● **Task to carry out**:
Every line that includes the word "applied" needs to be copied from the listing.

● **Data extracts**:
——————

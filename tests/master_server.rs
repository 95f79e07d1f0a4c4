use std::path::Path;
use std::time::Duration;

use pillar_master::common::{
    Error, KEY_CLUSTER_NAME, KEY_ELECTION_TICK, KEY_HEARTBEAT_PORT, KEY_ID, KEY_IP, KEY_PEERS,
    KEY_PORT, KEY_REPLICA_PORT, KEY_STARTUP_TIMEOUT, KEY_STORE_DIR, KEY_TICK_INTERVAL,
    KEY_WAL_DIR, RawConfig,
};
use pillar_master::master::master_api_client::MasterApiClient;
use pillar_master::master::{
    CreateUserRequest, GetLeaderRequest, GetUserRequest, ListNodesRequest, NodeKind,
    RegisterNodeRequest,
};
use pillar_master::metadata::{MetadataFsm, RocksDbStore};
use pillar_master::server::Server;

fn raw_config(dir: &Path, port: u16, peers: &str) -> RawConfig {
    RawConfig::new()
        .with(KEY_ID, "1")
        .with(KEY_CLUSTER_NAME, "it-cluster")
        .with(KEY_IP, "127.0.0.1")
        .with(KEY_PORT, port.to_string())
        .with(KEY_HEARTBEAT_PORT, (port + 1).to_string())
        .with(KEY_REPLICA_PORT, (port + 2).to_string())
        .with(KEY_WAL_DIR, dir.join("wal").display().to_string())
        .with(KEY_STORE_DIR, dir.join("store").display().to_string())
        .with(KEY_TICK_INTERVAL, "301")
        .with(KEY_ELECTION_TICK, "4")
        .with(KEY_PEERS, peers)
}

async fn client(server: &Server) -> MasterApiClient<tonic::transport::Channel> {
    MasterApiClient::connect(format!("http://{}", server.api_addr()))
        .await
        .unwrap()
}

#[tokio::test]
async fn test_single_node_serves_management_api() {
    let dir = tempfile::tempdir().unwrap();
    let raw = raw_config(dir.path(), 28110, "1@127.0.0.1:28110");
    let server = Server::start(&raw).await.unwrap();
    assert!(server.coordinator().is_ready());
    assert!(server.cluster().is_scheduling());

    let mut api = client(&server).await;
    let leader = api.get_leader(GetLeaderRequest {}).await.unwrap().into_inner();
    assert_eq!(leader.leader_id, 1);
    assert!(leader.is_self);
    assert_eq!(leader.leader_addr, "127.0.0.1:28110");

    let alice = api
        .create_user(CreateUserRequest {
            user_id: "alice".into(),
            description: "first".into(),
        })
        .await
        .unwrap()
        .into_inner();
    assert_eq!(alice.user_id, "alice");
    assert!(!alice.secret_key.is_empty());

    let dup = api
        .create_user(CreateUserRequest {
            user_id: "alice".into(),
            description: String::new(),
        })
        .await
        .unwrap_err();
    assert_eq!(dup.code(), tonic::Code::AlreadyExists);

    let bad = api
        .create_user(CreateUserRequest {
            user_id: "no spaces".into(),
            description: String::new(),
        })
        .await
        .unwrap_err();
    assert_eq!(bad.code(), tonic::Code::InvalidArgument);

    let fetched = api
        .get_user(GetUserRequest {
            user_id: "alice".into(),
        })
        .await
        .unwrap()
        .into_inner();
    assert_eq!(fetched, alice);

    let node = api
        .register_node(RegisterNodeRequest {
            addr: "10.1.0.1:17310".into(),
            zone: "z1".into(),
            kind: NodeKind::Data as i32,
            total_bytes: 1 << 40,
        })
        .await
        .unwrap()
        .into_inner();
    let nodes = api.list_nodes(ListNodesRequest {}).await.unwrap().into_inner().nodes;
    assert_eq!(nodes, vec![node]);

    drop(api);
    server.shutdown().await;
    server.shutdown().await;
    tokio::time::timeout(Duration::from_secs(5), server.sync())
        .await
        .unwrap();
    assert!(matches!(
        server.users().create_user("bob", "").await,
        Err(Error::NotLeader { .. }) | Err(Error::Closed)
    ));
}

#[tokio::test]
async fn test_restart_restores_metadata() {
    let dir = tempfile::tempdir().unwrap();

    let server = Server::start(&raw_config(dir.path(), 28120, "1@127.0.0.1:28120"))
        .await
        .unwrap();
    server.users().create_user("carol", "ops").await.unwrap();
    server.shutdown().await;
    let applied = server.state_machine().applied_index();
    assert!(applied > 0);
    drop(server);

    // what a fresh process would recover before consensus starts
    {
        let store = RocksDbStore::open(dir.path().join("store"), 8 << 20, 4 << 20).unwrap();
        let sm = MetadataFsm::new(store, 20000);
        assert_eq!(sm.restore().unwrap(), applied);
    }

    let server = Server::start(&raw_config(dir.path(), 28130, "1@127.0.0.1:28130"))
        .await
        .unwrap();
    assert!(server.state_machine().applied_index() >= applied);
    let carol = server.users().get_user("carol").unwrap();
    assert_eq!(carol.description, "ops");
    assert_eq!(server.users().list_users().unwrap().len(), 1);
    server.shutdown().await;
}

#[tokio::test]
async fn test_unreachable_quorum_fails_startup() {
    let dir = tempfile::tempdir().unwrap();
    let raw = raw_config(
        dir.path(),
        28140,
        "1@127.0.0.1:28140,2@127.0.0.2:28150,3@127.0.0.3:28160",
    )
    .with(KEY_STARTUP_TIMEOUT, "2");

    match Server::start(&raw).await {
        Err(e @ Error::ConsensusInit(_)) => assert!(e.is_fatal()),
        Err(e) => panic!("unexpected error {e}"),
        Ok(_) => panic!("started without a quorum"),
    }
}

#[tokio::test]
async fn test_invalid_config_is_fatal() {
    let dir = tempfile::tempdir().unwrap();
    let raw = raw_config(dir.path(), 28170, "1@127.0.0.1:28170").with(KEY_ID, "abc");
    match Server::start(&raw).await {
        Err(e @ Error::InvalidConfig(_)) => assert!(e.is_fatal()),
        Err(e) => panic!("unexpected error {e}"),
        Ok(_) => panic!("started with a bad node id"),
    }
    assert!(!dir.path().join("store").exists());
}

——————

● **Exercise solution**:
    let applied = server.state_machine().applied_index();
    assert!(applied > 0);
        assert_eq!(sm.restore().unwrap(), applied);
    assert!(server.state_machine().applied_index() >= applied);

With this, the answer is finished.